▶ **WHAT YOU WILL DO**
Hunt through the entries for the word "filename" and copy each line in which it appears.

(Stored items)
━━━━━━━━━━━━━━━━

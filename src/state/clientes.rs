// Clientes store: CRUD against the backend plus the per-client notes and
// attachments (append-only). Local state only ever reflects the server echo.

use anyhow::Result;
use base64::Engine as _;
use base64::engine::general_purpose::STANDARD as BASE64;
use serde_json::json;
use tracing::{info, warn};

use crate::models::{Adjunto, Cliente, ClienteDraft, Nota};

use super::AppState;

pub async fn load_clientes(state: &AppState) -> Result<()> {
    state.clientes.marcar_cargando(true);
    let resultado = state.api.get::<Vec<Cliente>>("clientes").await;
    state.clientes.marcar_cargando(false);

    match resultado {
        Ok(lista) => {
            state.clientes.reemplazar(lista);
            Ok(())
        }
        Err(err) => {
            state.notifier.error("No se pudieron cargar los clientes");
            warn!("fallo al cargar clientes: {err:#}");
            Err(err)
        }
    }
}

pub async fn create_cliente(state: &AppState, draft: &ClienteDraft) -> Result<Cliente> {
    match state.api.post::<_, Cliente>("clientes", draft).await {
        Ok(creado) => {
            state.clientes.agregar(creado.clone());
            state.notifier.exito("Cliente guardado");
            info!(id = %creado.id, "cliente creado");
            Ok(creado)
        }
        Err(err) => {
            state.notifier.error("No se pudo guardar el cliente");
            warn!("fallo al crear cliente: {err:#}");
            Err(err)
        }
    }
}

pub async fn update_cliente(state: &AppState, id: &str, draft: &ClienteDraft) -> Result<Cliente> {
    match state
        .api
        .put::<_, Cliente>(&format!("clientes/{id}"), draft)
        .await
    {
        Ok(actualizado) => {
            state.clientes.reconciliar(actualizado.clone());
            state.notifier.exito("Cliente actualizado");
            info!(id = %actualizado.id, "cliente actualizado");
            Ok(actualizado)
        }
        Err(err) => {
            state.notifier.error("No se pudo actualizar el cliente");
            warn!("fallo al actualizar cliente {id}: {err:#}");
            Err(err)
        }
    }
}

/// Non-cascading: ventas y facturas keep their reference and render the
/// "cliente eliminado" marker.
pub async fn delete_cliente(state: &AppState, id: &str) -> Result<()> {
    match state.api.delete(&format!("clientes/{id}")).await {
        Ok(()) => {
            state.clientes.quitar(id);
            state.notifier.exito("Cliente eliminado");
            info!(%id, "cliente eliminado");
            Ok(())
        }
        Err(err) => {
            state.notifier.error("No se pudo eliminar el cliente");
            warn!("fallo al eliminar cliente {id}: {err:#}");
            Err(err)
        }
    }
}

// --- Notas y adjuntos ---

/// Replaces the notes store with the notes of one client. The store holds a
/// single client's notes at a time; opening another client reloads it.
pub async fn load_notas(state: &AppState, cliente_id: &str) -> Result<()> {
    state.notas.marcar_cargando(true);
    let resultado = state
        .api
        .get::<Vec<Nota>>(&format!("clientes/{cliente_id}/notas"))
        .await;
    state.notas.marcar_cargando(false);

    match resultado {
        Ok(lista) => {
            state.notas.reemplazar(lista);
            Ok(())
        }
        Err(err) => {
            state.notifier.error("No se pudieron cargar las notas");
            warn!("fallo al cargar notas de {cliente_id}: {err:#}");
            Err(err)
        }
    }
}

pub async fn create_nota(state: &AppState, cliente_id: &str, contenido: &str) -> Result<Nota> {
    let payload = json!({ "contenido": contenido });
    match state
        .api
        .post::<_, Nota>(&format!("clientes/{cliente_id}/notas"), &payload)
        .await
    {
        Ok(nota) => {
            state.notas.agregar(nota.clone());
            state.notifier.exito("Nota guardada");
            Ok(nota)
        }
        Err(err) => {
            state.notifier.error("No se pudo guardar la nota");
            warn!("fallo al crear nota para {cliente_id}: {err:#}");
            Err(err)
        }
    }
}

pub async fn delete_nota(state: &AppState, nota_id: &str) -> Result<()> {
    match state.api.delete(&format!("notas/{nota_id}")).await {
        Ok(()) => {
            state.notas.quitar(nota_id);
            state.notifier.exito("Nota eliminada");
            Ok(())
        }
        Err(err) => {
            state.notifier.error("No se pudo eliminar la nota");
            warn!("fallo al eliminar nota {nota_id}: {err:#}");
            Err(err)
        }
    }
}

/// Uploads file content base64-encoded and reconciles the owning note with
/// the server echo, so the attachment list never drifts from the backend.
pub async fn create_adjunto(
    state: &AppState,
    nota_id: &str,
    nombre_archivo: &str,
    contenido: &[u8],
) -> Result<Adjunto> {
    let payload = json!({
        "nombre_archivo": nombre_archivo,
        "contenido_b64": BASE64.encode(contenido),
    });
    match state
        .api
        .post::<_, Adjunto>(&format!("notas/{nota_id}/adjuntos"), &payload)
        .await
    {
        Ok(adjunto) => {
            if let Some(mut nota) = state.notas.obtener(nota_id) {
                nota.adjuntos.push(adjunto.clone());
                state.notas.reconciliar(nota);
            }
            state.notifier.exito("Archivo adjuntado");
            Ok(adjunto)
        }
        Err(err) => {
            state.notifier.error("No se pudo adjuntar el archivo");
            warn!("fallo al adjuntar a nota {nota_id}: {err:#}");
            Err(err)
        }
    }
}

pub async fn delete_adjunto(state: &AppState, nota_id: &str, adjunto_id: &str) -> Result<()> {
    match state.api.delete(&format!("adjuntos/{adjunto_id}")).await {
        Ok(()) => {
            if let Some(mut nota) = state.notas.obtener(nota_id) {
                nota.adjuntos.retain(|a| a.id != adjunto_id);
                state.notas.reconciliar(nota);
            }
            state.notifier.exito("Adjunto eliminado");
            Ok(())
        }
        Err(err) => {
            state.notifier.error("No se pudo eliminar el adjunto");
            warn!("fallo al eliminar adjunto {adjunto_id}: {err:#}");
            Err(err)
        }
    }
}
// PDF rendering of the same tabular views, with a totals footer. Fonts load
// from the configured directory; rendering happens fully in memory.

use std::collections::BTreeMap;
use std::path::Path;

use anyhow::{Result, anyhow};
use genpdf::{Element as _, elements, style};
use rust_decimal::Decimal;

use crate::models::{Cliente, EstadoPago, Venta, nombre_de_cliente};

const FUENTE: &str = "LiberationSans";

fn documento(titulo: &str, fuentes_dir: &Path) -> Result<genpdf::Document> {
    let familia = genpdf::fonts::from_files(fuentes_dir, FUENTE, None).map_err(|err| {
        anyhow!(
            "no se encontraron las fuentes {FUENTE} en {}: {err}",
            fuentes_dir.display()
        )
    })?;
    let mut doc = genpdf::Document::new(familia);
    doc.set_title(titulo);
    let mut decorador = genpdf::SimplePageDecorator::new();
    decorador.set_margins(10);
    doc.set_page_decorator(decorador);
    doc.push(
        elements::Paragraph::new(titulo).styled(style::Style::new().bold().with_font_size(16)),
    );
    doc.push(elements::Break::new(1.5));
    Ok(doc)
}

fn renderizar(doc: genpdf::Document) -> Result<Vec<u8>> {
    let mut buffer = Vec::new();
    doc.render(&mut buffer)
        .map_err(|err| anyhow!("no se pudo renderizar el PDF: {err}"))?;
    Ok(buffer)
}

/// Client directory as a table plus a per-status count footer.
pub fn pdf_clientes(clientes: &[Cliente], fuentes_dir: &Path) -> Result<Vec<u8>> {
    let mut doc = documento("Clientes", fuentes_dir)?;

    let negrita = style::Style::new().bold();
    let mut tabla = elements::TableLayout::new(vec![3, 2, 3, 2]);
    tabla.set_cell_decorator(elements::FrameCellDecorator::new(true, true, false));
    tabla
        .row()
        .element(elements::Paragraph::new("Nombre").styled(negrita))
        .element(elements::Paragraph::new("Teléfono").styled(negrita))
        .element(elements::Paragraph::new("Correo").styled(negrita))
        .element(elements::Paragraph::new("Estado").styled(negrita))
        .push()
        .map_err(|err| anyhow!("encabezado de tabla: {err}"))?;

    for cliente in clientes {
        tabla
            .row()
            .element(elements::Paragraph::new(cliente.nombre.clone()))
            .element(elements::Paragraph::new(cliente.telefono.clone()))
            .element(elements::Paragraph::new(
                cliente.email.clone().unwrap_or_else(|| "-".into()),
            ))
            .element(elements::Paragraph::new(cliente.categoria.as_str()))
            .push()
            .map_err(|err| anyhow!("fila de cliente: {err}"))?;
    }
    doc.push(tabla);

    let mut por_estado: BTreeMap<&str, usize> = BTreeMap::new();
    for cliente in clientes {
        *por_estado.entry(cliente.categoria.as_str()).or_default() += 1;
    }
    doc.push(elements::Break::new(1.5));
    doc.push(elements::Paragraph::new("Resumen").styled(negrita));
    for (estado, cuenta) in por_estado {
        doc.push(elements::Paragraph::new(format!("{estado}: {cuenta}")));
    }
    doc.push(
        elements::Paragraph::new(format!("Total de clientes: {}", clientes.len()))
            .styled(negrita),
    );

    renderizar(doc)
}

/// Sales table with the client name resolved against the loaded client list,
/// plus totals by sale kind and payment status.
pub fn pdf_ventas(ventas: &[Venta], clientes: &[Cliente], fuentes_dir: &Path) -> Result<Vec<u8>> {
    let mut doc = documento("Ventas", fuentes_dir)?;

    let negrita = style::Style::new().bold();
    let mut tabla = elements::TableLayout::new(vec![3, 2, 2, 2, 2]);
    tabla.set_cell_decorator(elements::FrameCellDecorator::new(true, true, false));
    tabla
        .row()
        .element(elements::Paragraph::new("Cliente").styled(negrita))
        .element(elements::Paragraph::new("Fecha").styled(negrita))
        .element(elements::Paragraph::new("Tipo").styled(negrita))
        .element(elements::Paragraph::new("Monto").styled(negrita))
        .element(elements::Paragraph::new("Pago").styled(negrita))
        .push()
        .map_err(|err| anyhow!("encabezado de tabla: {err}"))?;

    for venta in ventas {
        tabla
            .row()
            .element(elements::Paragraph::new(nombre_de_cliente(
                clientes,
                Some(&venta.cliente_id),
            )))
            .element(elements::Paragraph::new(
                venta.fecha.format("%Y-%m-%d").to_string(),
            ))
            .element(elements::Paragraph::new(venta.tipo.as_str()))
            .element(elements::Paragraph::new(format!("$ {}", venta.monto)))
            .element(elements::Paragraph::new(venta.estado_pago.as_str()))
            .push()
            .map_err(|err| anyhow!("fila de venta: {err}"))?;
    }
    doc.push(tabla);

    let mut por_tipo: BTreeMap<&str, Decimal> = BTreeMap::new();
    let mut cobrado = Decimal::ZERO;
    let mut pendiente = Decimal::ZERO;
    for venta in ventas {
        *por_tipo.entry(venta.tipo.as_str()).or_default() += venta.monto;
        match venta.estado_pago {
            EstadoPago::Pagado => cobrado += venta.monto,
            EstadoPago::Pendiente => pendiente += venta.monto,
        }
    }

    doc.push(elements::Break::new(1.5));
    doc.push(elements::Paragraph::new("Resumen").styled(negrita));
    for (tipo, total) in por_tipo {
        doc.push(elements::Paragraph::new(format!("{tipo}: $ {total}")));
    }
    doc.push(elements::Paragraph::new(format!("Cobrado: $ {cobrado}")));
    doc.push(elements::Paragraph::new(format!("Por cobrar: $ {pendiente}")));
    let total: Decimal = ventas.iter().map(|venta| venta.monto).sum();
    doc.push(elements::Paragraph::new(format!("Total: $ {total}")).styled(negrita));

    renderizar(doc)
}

━━━━━━━━━━━━━━━━

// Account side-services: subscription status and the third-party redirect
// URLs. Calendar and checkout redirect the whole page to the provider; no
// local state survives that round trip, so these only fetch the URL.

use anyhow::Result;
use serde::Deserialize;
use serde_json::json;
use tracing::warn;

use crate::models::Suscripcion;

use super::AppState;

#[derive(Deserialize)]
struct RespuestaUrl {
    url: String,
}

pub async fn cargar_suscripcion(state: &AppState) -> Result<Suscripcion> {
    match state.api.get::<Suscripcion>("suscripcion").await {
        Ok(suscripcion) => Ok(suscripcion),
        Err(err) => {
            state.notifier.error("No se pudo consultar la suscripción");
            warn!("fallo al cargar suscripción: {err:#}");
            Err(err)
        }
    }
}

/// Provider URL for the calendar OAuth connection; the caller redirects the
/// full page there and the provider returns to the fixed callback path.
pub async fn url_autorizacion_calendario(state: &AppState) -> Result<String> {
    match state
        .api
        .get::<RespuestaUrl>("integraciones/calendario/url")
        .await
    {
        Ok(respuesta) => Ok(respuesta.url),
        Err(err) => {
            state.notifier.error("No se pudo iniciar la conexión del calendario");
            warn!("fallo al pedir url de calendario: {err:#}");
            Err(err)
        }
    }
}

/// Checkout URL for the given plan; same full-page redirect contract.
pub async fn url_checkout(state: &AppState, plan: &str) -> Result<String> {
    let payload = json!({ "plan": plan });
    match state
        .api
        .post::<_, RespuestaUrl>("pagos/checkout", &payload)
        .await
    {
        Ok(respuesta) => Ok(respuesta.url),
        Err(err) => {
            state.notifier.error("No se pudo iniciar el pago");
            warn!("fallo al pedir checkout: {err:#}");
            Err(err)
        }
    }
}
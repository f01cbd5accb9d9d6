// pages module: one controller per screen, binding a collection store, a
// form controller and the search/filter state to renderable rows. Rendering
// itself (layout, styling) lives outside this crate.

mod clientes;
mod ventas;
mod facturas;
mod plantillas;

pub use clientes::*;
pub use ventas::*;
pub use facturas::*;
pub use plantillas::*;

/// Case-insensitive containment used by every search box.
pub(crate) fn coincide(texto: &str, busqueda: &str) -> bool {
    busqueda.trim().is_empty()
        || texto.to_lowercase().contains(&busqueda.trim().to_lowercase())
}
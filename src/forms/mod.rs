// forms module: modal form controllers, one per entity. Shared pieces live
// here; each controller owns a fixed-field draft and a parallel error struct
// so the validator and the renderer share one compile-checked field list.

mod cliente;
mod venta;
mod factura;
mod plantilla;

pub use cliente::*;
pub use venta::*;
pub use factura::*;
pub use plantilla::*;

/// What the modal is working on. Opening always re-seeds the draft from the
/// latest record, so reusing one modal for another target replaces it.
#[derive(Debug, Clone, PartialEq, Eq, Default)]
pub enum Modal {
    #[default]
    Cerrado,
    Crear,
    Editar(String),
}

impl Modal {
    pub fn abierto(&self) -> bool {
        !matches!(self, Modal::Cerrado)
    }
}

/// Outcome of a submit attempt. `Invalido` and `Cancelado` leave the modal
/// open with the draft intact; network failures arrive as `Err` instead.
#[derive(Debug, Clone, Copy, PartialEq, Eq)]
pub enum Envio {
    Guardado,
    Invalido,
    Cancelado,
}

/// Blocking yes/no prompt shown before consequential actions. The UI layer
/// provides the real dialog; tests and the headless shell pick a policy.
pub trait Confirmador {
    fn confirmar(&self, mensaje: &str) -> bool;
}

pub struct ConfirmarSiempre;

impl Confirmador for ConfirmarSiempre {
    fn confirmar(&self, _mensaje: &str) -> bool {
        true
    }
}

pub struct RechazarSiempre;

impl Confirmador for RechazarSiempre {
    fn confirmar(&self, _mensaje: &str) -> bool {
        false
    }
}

━━━━━━━━━━━━━━━━

▶ **OUTPUT BELOW**
filename src/state/clientes.rs
filename src/forms/mod.rs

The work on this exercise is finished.